図. Secure SketCH 自動診断のグループ評価イメージ
グループ総合評価を得点やランクで可視化でき、各社の評価結果を横並びで比較が可能
リスク統括部はSecure SketCHの自動診断をもとに作成したベンチマークを、社長や頭取、C-Suiteに共有しました。その反応や評価について、リスク統括部の榊原麗歌氏はこう話します。
株式会社三菱UFJフィナンシャル・グループ リスク統括部 榊原 麗歌 氏
榊原氏 これまでは信用格付けが最もスタンダードな手法でしたが、格付機関によるサイバー格付けサービスへの出資や提携などの動きがみられる昨今、経営層もサイバー格付けサービスに高い関心を持っていただけたかと思います。
Secure SketCHの自動診断の報告は、セキュリティ管理状況が定量的で分かりやすいかたちで可視化されるため、ベンチマークをどのように活用するのかこれまで以上に活発に議論されるようになりました。
今後もこれまでの信用格付けとあわせて、世の中におけるサイバー格付けの動向を継続して見守っていきたいと考えています。
図. サプライチェーン統制にSecure SketCHを活用したリスクコミュニケーションの一般的な流れ
導入の効果2
金融業界の平均や他社のスコアを参照することにより、自社の立ち位置を俯瞰できるように
同社は金融業界のプラットフォーマーとして、顧客や社会からは高い水準のリスク管理が求められる存在です。
鶴田氏 Secure SketCHの自動診断により、金融業界平均のセキュリティスコアとの比較や他社スコアを参照することでのベンチマーク評価も容易になり、俯瞰的に自社の立ち位置を把握できるようになりました。
金融機関は顧客や社会の目線に立ち、高い水準でのリスク管理がなされているのか十分に配慮する必要があります。サイバー観点にとどまらずレピュテーション観点でも、継続的にモニタリングしていく必要性を改めて感じました。
また、Secure SketCHは、日本語の他にも英語、中国語とグローバル対応しているため、今後海外拠点の実態把握やコミュニケーションを行う際のツールとしても、活用できると考えています。
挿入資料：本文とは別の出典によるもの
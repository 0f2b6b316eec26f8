use std::fs::File;
use std::io::Read;
use std::path::Path;

use thiserror::Error;

use crate::DemoInfo;
use crate::info::error::DecodeError;
use crate::info::parse_info;

#[derive(Debug, Error)]
pub enum DecodeFileError {
    #[error("I/O error: {0}")]
    Io(#[from] std::io::Error),
    #[error("decode error: {0}")]
    Decode(#[from] DecodeError),
}

/// Decode a match-info record from an in-memory buffer.
///
/// # Examples
/// ```
/// use demoinfo_core::{DecodeError, decode_info_bytes};
///
/// let err = decode_info_bytes(&[0x09]).unwrap_err();
/// assert!(matches!(err, DecodeError::UnexpectedTag { expected: 0x08, actual: 0x09, offset: 0 }));
/// ```
pub fn decode_info_bytes(data: &[u8]) -> Result<DemoInfo, DecodeError> {
    parse_info(data)
}

/// Read `source` to its end, then decode it.
pub fn decode_info_reader<R: Read>(mut source: R) -> Result<DemoInfo, DecodeFileError> {
    let mut data = Vec::new();
    source.read_to_end(&mut data)?;
    Ok(decode_info_bytes(&data)?)
}

pub fn decode_info_file(path: &Path) -> Result<DemoInfo, DecodeFileError> {
    let file = File::open(path)?;
    decode_info_reader(file)
}

#[cfg(test)]
mod tests {
    use std::io::Cursor;

    use super::{DecodeFileError, decode_info_file, decode_info_reader};
    use crate::info::error::DecodeError;
    use crate::info::test_support::InfoBuilder;

    #[test]
    fn decode_from_reader() {
        let bytes = InfoBuilder::new().header(1_600_000_000, 7, 8, 9).finish();
        let info = decode_info_reader(Cursor::new(bytes)).unwrap();
        assert_eq!(info.server_id, 7);
        assert_eq!(info.match_id, 8);
        assert_eq!(info.hash, 9);
    }

    #[test]
    fn decode_error_is_wrapped() {
        let err = decode_info_reader(Cursor::new(vec![0x08, 0x80])).unwrap_err();
        assert!(matches!(
            err,
            DecodeFileError::Decode(DecodeError::TruncatedStream { .. })
        ));
    }

    #[test]
    fn missing_file_is_io_error() {
        let dir = tempfile::tempdir().unwrap();
        let err = decode_info_file(&dir.path().join("missing.info")).unwrap_err();
        assert!(matches!(err, DecodeFileError::Io(_)));
    }
}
鶴田氏は、Secure SketCHやSecurityScorecardの機能性を評価するとともに、NRIセキュアのサイバーセキュリティに関する専門性に対して次のように語ります。
鶴田氏 製品の仕様や診断結果についての疑問が生じた際は、継続的に情報提供やフォローをしていただき、非常に助かっています。ソリューションを選定するうえで、提供事業者にはセキュリティという専門領域におけるナレッジや、難しい話をかみくだいて翻訳してくれる伴走支援力を求めていたため、その期待に応えていただいているNRIセキュアには感謝しています。
今後の展望
Secure SketCHを継続的に活用し、グループ内外の統制整備を推進
最後に、榊原氏と鶴田氏は、今後のSecure SketCHの活用に関する展望やNRIセキュアへの期待を次のように語りました。
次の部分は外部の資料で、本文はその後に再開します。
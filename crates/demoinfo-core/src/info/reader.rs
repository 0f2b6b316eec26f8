use time::OffsetDateTime;

use super::error::DecodeError;
use super::layout;

/// Byte cursor over a match-info stream.
///
/// All reads advance the cursor and fail with `TruncatedStream` instead of
/// reading past the end of the buffer.
pub struct InfoReader<'a> {
    data: &'a [u8],
    pos: usize,
}

impl<'a> InfoReader<'a> {
    pub fn new(data: &'a [u8]) -> Self {
        Self { data, pos: 0 }
    }

    pub fn position(&self) -> usize {
        self.pos
    }

    pub fn end_offset(&self) -> usize {
        self.data.len()
    }

    pub fn remaining(&self) -> usize {
        self.data.len() - self.pos
    }

    pub fn is_at_end(&self) -> bool {
        self.pos >= self.data.len()
    }

    pub fn require_len(&self, needed: usize) -> Result<(), DecodeError> {
        if self.remaining() < needed {
            return Err(DecodeError::TruncatedStream {
                offset: self.pos,
                needed,
                available: self.remaining(),
            });
        }
        Ok(())
    }

    pub fn read_u8(&mut self) -> Result<u8, DecodeError> {
        let byte = self
            .data
            .get(self.pos)
            .copied()
            .ok_or(DecodeError::TruncatedStream {
                offset: self.pos,
                needed: 1,
                available: 0,
            })?;
        self.pos += 1;
        Ok(byte)
    }

    /// Decode a base-128 varint, low group first.
    ///
    /// The chain length is not bounded; groups landing past bit 63 are
    /// dropped. The accumulated bits are reinterpreted as `i64`.
    pub fn read_varint(&mut self) -> Result<i64, DecodeError> {
        let mut value: u64 = 0;
        let mut shift: u32 = 0;
        loop {
            let byte = self.read_u8()?;
            let group = u64::from(byte & layout::VARINT_PAYLOAD_MASK);
            value |= group.checked_shl(shift).unwrap_or(0);
            shift = shift.saturating_add(7);
            if byte & layout::VARINT_CONTINUATION == 0 {
                return Ok(value as i64);
            }
        }
    }

    /// Decode an unsigned big-endian integer of `width` bytes.
    pub fn read_fixed_be(&mut self, width: usize) -> Result<u64, DecodeError> {
        let bytes = self.read_bytes(width)?;
        Ok(bytes
            .iter()
            .fold(0u64, |acc, byte| (acc << 8) | u64::from(*byte)))
    }

    pub fn read_bytes(&mut self, n: usize) -> Result<&'a [u8], DecodeError> {
        self.require_len(n)?;
        let bytes = &self.data[self.pos..self.pos + n];
        self.pos += n;
        Ok(bytes)
    }

    /// Read `n` bytes as ASCII; bytes outside the ASCII range become U+FFFD.
    pub fn read_ascii_string(&mut self, n: usize) -> Result<String, DecodeError> {
        let bytes = self.read_bytes(n)?;
        Ok(bytes
            .iter()
            .map(|b| {
                if b.is_ascii() {
                    char::from(*b)
                } else {
                    char::REPLACEMENT_CHARACTER
                }
            })
            .collect())
    }

    /// Fixed-point timestamp: varint / 2^31 seconds since the Unix epoch.
    pub fn read_timestamp_scaled(&mut self) -> Result<OffsetDateTime, DecodeError> {
        let offset = self.pos;
        let raw = self.read_varint()?;
        scaled_to_datetime(raw).ok_or(DecodeError::TimestampOutOfRange { value: raw, offset })
    }

    /// Plain timestamp: varint seconds since the Unix epoch.
    pub fn read_timestamp_seconds(&mut self) -> Result<OffsetDateTime, DecodeError> {
        let offset = self.pos;
        let raw = self.read_varint()?;
        OffsetDateTime::from_unix_timestamp(raw)
            .map_err(|_| DecodeError::TimestampOutOfRange { value: raw, offset })
    }
}

fn scaled_to_datetime(raw: i64) -> Option<OffsetDateTime> {
    let nanos = (i128::from(raw) * 1_000_000_000) >> layout::TIMESTAMP_SCALE_BITS;
    OffsetDateTime::from_unix_timestamp_nanos(nanos).ok()
}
榊原氏 サイバー攻撃への防衛力をスコアリングするサービスの注目度は、今後もさらに高まっていくと考えています。Secure SketCHの導入によりSecurityScorecardによる診断結果が数値で可視化され、グループ内での共有が容易になったことは、オペレーショナルリスクの管理という観点でも重要です。
ただ、診断結果を自社グループや関係組織に対する情報還元・対策提言にどのようにつなげていくのかについては、社内の関係部門と目線を合わせて議論していく必要があります。Secure SketCHを今後も継続的に活用しながら、統制整備に向けた協議を進めていきたいです。
鶴田氏 「金融セクターにおけるサードパーティのサイバーリスクマネジメントに関するG7の基礎的要素」の公表を受け、MUFGにおいてもサードパーティのサイバーリスクに関するモニタリングについて統制策を検討している状況です。
今後は、重要な委託先に対するサイバーリスク観点でのモニタリングに、Secure SketCHの自動診断機能、SecurityScorecardを活用していくことも構想しています。その実現のため、NRIセキュアには引き続き高度なセキュリティ専門性と他社支援実績に基づく支援やセキュリティレーティングサービスに関連する情報提供を期待しています。
前列左から榊原氏、鶴田氏(MUFG様)
後列左から薮内、足立、瀬戸(弊社)
※本文中の組織名、職名、概要図は2024年2月時点のものです。